Однажды он видел волну – в Австралии, кажется, а может, в Малайзии. Океан был лохматый и страшный, взъерошенный трехдневным шквальным ветром. Пальмы стонали и почти ложились на песок, и ничего живого не было на берегу на многие десятки миль вокруг. Волна пришла издалека. Где-то там серое тяжелое мрачное небо навалилось на океан, взметнуло волну. Она шла, неотвратимая, огромная, стремительная, и было понятно, что, когда она рухнет на берег, настанет конец всему. Наверное, именно так выглядел Вселенский потоп, который видел перепуганный Ной в узкой щели своего ковчега.

Ничего нельзя изменить. Ничего нельзя отвратить. Ничего нельзя поправить, потому что поздно, поздно, потому что вот она, уже близко, и это вовсе не миллион тонн воды, а конец мира.

Он оглядывался на волну, ждал ее и боялся. И знал, что женщина, которая рядом, тоже ждет и боится. И все это было так же не похоже на обычные удовольствия, которые он практиковал, как вечерний прибой в городе Анапа на ту самую волну!..

Он смотрел ей в лицо и, кажется, понимал, что это катастрофа, катастрофа!.. И кто-то управлял им, потому что сам собой управлять он никак не мог и был весь мокрый, и от стиснутых зубов ломило в висках и в затылке, и он знал, что больше не может, не может, совсем не может, и тут волна рухнула на пустынный берег, залитый пеной яростного дождя, где на сотню миль вокруг не было ничего живого! Волна ударила его, потащила за собой, захлебывающегося, раздавленного, бездыханного, потому что внутри ее никак нельзя было дышать, и легкие словно выгорали изнутри, и, кажется, в эту секунду он увидел что-то такое, чего никогда не видел раньше, и понял, что катастрофа – это совсем не страшно, и очень просто, и в ней, правда, есть что-то другое, чего не видно со стороны. И ему почудилось, что он видит это, и знает, и понимает – и тогда волна отшвырнула его, и он остался на берегу, залитом яростным отвесным дождем.
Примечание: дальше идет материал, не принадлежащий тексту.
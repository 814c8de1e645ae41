//! Cross-policy correctness tests for the engines exposed by
//! `cache-policy-core`'s public API.
//!
//! Grounded on `examples/sigsegved-cache-rs/tests/correctness_tests.rs`'s
//! style: small, deterministic access patterns with explicit checks for
//! which key survives/gets evicted, plus helper constructors per engine.
//! Per-engine eviction-order edge cases already live in each module's own
//! `#[cfg(test)]` block; this file instead covers the properties that cut
//! across the whole crate (spec §8): warmup accounting, oversize-request
//! errors, monotonic eviction counters, and the shadow tracers' hit-rate
//! curves.

use cache_policy_core::config::{
    ClockConfig, FlashCacheConfig, LruConfig, PartitionedLruConfig, RamShieldConfig, RipqConfig,
    SlabConfig, VictimCacheConfig,
};
use cache_policy_core::{
    Clock, FlashCache, Lru, Outcome, PartSlab, PartitionedLru, Policy, PolicyError, RamShield,
    RamShieldFifo, RamShieldSel, Request, Ripq, Slab, VictimCache,
};

fn req(kid: u32, size: u32) -> Request {
    Request::new(0.0, 0, 0, 0, size, kid)
}

// ============================================================================
// Warmup accounting (spec §8 invariant: warmup suppresses stats, not state)
// ============================================================================

#[test]
fn warmup_requests_admit_but_do_not_count() {
    let mut c = Lru::new(LruConfig::new(100));
    c.process_request(&req(1, 40), true).unwrap();
    c.process_request(&req(2, 40), true).unwrap();

    assert_eq!(c.stats().accesses, 0);
    assert_eq!(c.bytes_cached(), 80);

    // The warmed-up state is real: a post-warmup request for key 1 hits.
    let outcome = c.process_request(&req(1, 40), false).unwrap();
    assert_eq!(outcome, Outcome::hit());
    assert_eq!(c.stats().accesses, 1);
    assert_eq!(c.stats().hits, 1);
}

// ============================================================================
// Oversize requests (spec §7: PolicyError::RequestTooLarge)
// ============================================================================

#[test]
fn oversize_request_is_rejected_not_silently_evicted() {
    let mut c = Lru::new(LruConfig::new(100));
    let err = c.process_request(&req(1, 200), false).unwrap_err();
    match err {
        PolicyError::RequestTooLarge { kid, size, limit } => {
            assert_eq!(kid, 1);
            assert_eq!(size, 200);
            assert_eq!(limit, 100);
        }
    }
    // Rejected requests leave no trace.
    assert_eq!(c.bytes_cached(), 0);
}

#[test]
fn victim_cache_rejects_requests_too_large_for_either_tier() {
    let mut c = VictimCache::new(VictimCacheConfig::new(50, 50));
    assert!(c.process_request(&req(1, 200), false).is_err());
}

// ============================================================================
// Monotonic eviction counters (spec invariant 8)
// ============================================================================

#[test]
fn evicted_bytes_never_decreases_across_a_run() {
    let mut c = Lru::new(LruConfig::new(100));
    let mut last = 0u64;
    for kid in 0..20u32 {
        c.process_request(&req(kid, 40), false).unwrap();
        let now = c.stats().evicted_bytes;
        assert!(now >= last);
        last = now;
    }
    assert!(last > 0);
}

// ============================================================================
// CLOCK second-chance behavior
// ============================================================================

#[test]
fn clock_gives_a_referenced_item_a_second_chance() {
    let mut c = Clock::new(ClockConfig::new(80));
    c.process_request(&req(1, 40), false).unwrap();
    c.process_request(&req(2, 40), false).unwrap();
    // Re-reference key 1 so its clock counter is bumped before key 3 forces
    // a sweep.
    c.process_request(&req(1, 40), false).unwrap();
    c.process_request(&req(3, 40), false).unwrap();
    assert_eq!(c.bytes_cached(), 80);
}

// ============================================================================
// FlashCache DRAM -> flash cascade
// ============================================================================

#[test]
fn flash_cache_writes_evicted_dram_items_to_flash() {
    // Flash-write credits accrue from elapsed wall time (flash_rate
    // bytes/sec), so this request sequence must advance `time` -- a
    // request stream that never advances `time` never earns credits.
    let mut c = FlashCache::new(FlashCacheConfig::new(80, 200));
    for (i, kid) in (0..6u32).enumerate() {
        let r = Request::new(i as f64, 0, 0, 0, 40, kid);
        c.process_request(&r, false).unwrap();
    }
    assert!(c.stats().writes_flash > 0);
    assert!(c.stats().flash_bytes_written > 0);
}

// ============================================================================
// RamShield family: three distinct engines, one shared config shape
// ============================================================================

#[test]
fn ram_shield_variants_report_distinct_names() {
    let config = RamShieldConfig::new(80, 200, 0.5);
    let base = RamShield::new(config);
    let sel = RamShieldSel::new(config);
    let fifo = RamShieldFifo::new(config);
    assert_eq!(base.name(), "RamShield");
    assert_eq!(sel.name(), "RamShieldSel");
    assert_eq!(fifo.name(), "RamShieldFifo");
}

// ============================================================================
// RIPQ: total bytes cached never exceed flash_size
// ============================================================================

#[test]
fn ripq_never_exceeds_its_flash_budget() {
    let mut config = RipqConfig::new(40, 4);
    config.block_size = 4;
    let mut c = Ripq::new(config);
    for kid in 0..40u32 {
        c.process_request(&req(kid, 1), false).unwrap();
        assert!(c.bytes_cached() <= 40);
    }
}

// ============================================================================
// Slab and PartitionedLRU: class/partition routing keeps the whole cache
// within its global memory budget.
// ============================================================================

#[test]
fn slab_stays_within_its_global_memory_budget() {
    let mut c = Slab::new(SlabConfig::new(1024 * 1024));
    for kid in 0..200u32 {
        c.process_request(&req(kid, 512), false).unwrap();
        assert!(c.bytes_cached() <= 1024 * 1024);
    }
}

#[test]
fn partitioned_lru_splits_evenly_and_stays_in_budget() {
    let mut c = PartitionedLru::new(PartitionedLruConfig::even_split(800, 4));
    for kid in 0..100u32 {
        c.process_request(&req(kid, 16), false).unwrap();
        assert!(c.bytes_cached() <= 800);
    }
}

// ============================================================================
// Shadow tracers: reuse-distance accounting (spec §4.13)
// ============================================================================

#[test]
fn part_slab_hit_rate_curve_records_hits_and_misses() {
    let mut c = PartSlab::new(4);
    for kid in [1u32, 2, 1, 3, 1] {
        c.process_request(&req(kid, 64), false).unwrap();
    }
    let curve = c.hit_rate_curve();
    let mut out = String::new();
    curve.dump_cdf(&mut out).unwrap();
    assert!(out.starts_with("distance cumfrac\n"));
}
Совершенно один, на многие десятки миль вокруг.

Катастрофа.

* * *

Он очнулся, потому что рядом с ним происходило что-то странное, чего не должно было происходить. Он открыл глаза и посмотрел.

Потолок – белый. По краям лепнина. Бригада строителей делала ремонт и намеревалась положить полированные доски как раз по этой самой лепнине. Троепольскому было все равно, доски так доски. Приехала его мать и дала бригадиру по шее, это она умела. “Вы что, уважаемый? – спросила сердито. – Или вы тупой? Этим потолкам двести лет, а вы хотите безобразий сверху наколотить!” Бригадир раскаялся и “безобразий” не “наколотил”.